As sales improved 8% industrywide in each of the next two years, Crumbs went public early in 2011 and saw shares hit a high of $16 by midyear.
But rapid expansion, competition, high prices and changing consumer habits became too much. The chain closed more than 20 stores this year, including ones in Beverly Hills, Malibu, Glendale and Hollywood. The stock closed at 11 cents a share June 30, its last day on Nasdaq.
“The craze is basically over,” said Bonnie Riggs, an NPD restaurant analyst. “The market is saturated and the novelty has worn off.”
Cupcake sales dropped 6% in 2012 and were flat last year, according to NPD. They slipped 1% through the first four months this year.
Pricey cupcakes appeal to small, affluent demographics and to consumers who want one taste of the trend, Riggs said. People aren’t buying a Crumbs cupcake every day.
“It’s an infrequent purchase, and there’s not enough business to sustain a concept like that,” she said.
Others, though, see more of a cooling trend and a place for well-run cupcakeries.
Stable success has to do with keeping size and price digestible in an unstable, fluctuating market, said Kevin Burke, a restaurant industry expert at Trinity Capital, a Los Angeles investment banking firm. Consumers, he said, also are shifting toward more healthful snacks and less-indulgent desserts.
“Monstrosity, 600-calorie cupcakes that cost $5 a pop don’t fit in with yoga studios and juice shops,” he said. Crumbs was “competing in a changing market with a product that was over the top.”
Charles Nelson, who with wife Candace started Sprinkles in 2003 out of their house in Los Angeles, said his chain is still evolving and sales are up.
Though he started it as a cupcake-only bakery, Nelson said he now refers to Sprinkles as a “specialty dessert store” because it has changed with the market. The chain sells ice cream and cookies, which still pale in comparison to sales of the famous cupcakes.
The other desserts incorporate Sprinkles’ main attraction, creating such concoctions as cupcake-topped ice cream sandwiches and cupcake chunks swirled into ice cream. Nelson said the chain plans to open 10 more stores in the next 12 months, with one in Crumbs’ former Glendale spot.
“We are really happy with our growth trajectory,” Nelson said. “We still believe in cupcakes and the market and know cupcakes are not dead.”
At Georgetown Cupcake, which opened in 2008 and now has its own reality TV show, “DC Cupcakes,” executives also see strong growth. Its Los Angeles store, one of 20 nationwide, became “a popular destination” as soon as it opened last year, spokeswoman Farial Awan said.
Magnolia Bakery, meantime, is seeing higher sales not only from expanding to seven stores domestically and seven abroad but also by offering other desserts, such as banana pudding, cookies and pies, that bring in roughly half its sales.

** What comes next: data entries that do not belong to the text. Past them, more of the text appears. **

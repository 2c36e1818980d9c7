//! Telegram bot wrapper.

use teloxide::prelude::*;
use teloxide::types::ParseMode;
use thiserror::Error;

#[derive(Error, Debug)]
pub enum TelegramError {
    #[error("Telegram API error: {0}")]
    Api(#[from] teloxide::RequestError),
    #[error("invalid Telegram chat id `{0}`")]
    InvalidChatId(String),
}

/// Sends messages to a fixed destination chat.
pub struct TelegramSender {
    bot: Bot,
    chat_id: ChatId,
}

impl TelegramSender {
    /// Create a sender for the given bot token and chat id.
    pub fn new(token: &str, chat_id: &str) -> Result<Self, TelegramError> {
        let chat_id = chat_id
            .trim()
            .parse::<i64>()
            .map(ChatId)
            .map_err(|_| TelegramError::InvalidChatId(chat_id.to_string()))?;
        Ok(Self {
            bot: Bot::new(token),
            chat_id,
        })
    }

    /// Send a formatted message to the destination chat.
    pub async fn send(&self, message: &str) -> Result<(), TelegramError> {
        self.bot
            .send_message(self.chat_id, message)
            .parse_mode(ParseMode::Html)
            .await?;
        Ok(())
    }
}
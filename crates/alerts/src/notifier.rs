//! Background alert delivery.
//!
//! Mirrors the gate's contract: once an alert is admitted, delivery is
//! fire-and-forget. Send failures are logged and never propagate back into
//! rate-limiter state.

use crate::format::format_alert_message;
use crate::telegram::{TelegramError, TelegramSender};
use relay_core::NormalizedAlert;
use std::sync::Arc;
use tokio::sync::mpsc;
use tracing::{error, info, warn};

/// Delivers admitted alerts to Telegram.
pub struct Notifier {
    sender: TelegramSender,
}

impl Notifier {
    pub fn new(sender: TelegramSender) -> Self {
        Self { sender }
    }

    /// Format and deliver one alert.
    pub async fn deliver(&self, alert: &NormalizedAlert) -> Result<(), TelegramError> {
        let message = format_alert_message(alert);
        self.sender.send(&message).await
    }
}

/// Cloneable handle for enqueueing alerts from request handlers.
#[derive(Clone)]
pub struct NotifierHandle {
    tx: mpsc::Sender<NormalizedAlert>,
}

impl NotifierHandle {
    /// Enqueue without blocking. Drops the alert with a warning if the
    /// delivery queue is full; the gate has already recorded the admission.
    pub fn try_send(&self, alert: NormalizedAlert) {
        if let Err(e) = self.tx.try_send(alert) {
            warn!("Failed to enqueue alert for delivery: {}", e);
        }
    }
}

/// Start the delivery background task. Returns a handle for enqueueing.
pub fn start_notifier(notifier: Notifier) -> NotifierHandle {
    let (tx, mut rx) = mpsc::channel::<NormalizedAlert>(100);

    let notifier = Arc::new(notifier);
    tokio::spawn(async move {
        info!("Alert notifier started");

        while let Some(alert) = rx.recv().await {
            if let Err(e) = notifier.deliver(&alert).await {
                error!(pair = %alert.pair, error = %e, "Failed to deliver alert");
            } else {
                info!(
                    pair = %alert.pair,
                    strategy = %alert.strategy,
                    "Alert delivered"
                );
            }
        }

        info!("Alert notifier stopped");
    });

    NotifierHandle { tx }
}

Compared to prices at Crumbs, cupcakes are $3 each at Georgetown and $3.75 at Sprinkles, with mini options for less. Sprinkles also offers vegan, sugar-free and gluten-free options to attract health-conscious customers.
Crumbs also grew too fast in an unstable economy, Burke said. The chain swelled to 70 stores in 10 years, with the bulk of operations in high-rent areas such as Manhattan, Beverly Hills, Malibu and Greenwich Village.
“They fell victim to wanting to be in trendy places with the highest rent,” he said.
A few doors down from the closed Crumbs store on Larchmont, Elan Tanzer sits with a group of friends at a Peets Coffee & Tea Inc. store, missing the one item they often enjoyed with their morning coffee.
“Our friend would always bring eight cupcakes while we had our coffee,” she said. But she’s sure of one thing: “Red velvet. Red velvet will never die.”
Times staff writer Chad Garland contributed to this report.